▶ **What the task asks**: Copy each line in the data below that contains the word "serde".

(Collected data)
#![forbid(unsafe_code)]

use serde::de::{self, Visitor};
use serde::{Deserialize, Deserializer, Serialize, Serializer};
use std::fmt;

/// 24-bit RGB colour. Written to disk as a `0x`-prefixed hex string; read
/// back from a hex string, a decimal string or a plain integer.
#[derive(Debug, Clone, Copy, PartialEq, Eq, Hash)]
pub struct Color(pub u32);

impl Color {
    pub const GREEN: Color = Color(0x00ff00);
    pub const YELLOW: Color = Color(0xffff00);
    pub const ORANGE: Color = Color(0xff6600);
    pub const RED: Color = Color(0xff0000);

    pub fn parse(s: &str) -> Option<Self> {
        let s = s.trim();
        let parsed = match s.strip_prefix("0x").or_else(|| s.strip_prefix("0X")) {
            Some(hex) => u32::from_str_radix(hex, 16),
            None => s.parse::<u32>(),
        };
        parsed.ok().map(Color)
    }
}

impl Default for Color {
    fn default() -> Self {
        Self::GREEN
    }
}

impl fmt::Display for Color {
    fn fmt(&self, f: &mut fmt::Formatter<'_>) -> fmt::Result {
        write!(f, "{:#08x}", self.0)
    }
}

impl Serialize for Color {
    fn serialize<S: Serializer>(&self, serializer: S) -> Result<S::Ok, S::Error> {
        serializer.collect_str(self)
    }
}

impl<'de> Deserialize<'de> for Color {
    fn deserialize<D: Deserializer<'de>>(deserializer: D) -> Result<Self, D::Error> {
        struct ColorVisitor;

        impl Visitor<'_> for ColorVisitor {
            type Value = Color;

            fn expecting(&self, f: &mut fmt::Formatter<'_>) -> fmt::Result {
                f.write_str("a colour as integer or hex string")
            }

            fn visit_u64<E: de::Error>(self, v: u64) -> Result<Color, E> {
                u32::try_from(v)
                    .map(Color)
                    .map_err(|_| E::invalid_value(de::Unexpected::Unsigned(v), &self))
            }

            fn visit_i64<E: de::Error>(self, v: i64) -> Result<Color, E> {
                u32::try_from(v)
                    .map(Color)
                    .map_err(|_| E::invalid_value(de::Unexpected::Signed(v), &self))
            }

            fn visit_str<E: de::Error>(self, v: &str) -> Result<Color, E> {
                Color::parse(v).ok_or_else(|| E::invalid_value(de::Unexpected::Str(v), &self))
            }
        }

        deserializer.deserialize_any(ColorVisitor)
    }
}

▶ **Exercise solution**:
use serde::de::{self, Visitor};
use serde::{Deserialize, Deserializer, Serialize, Serializer};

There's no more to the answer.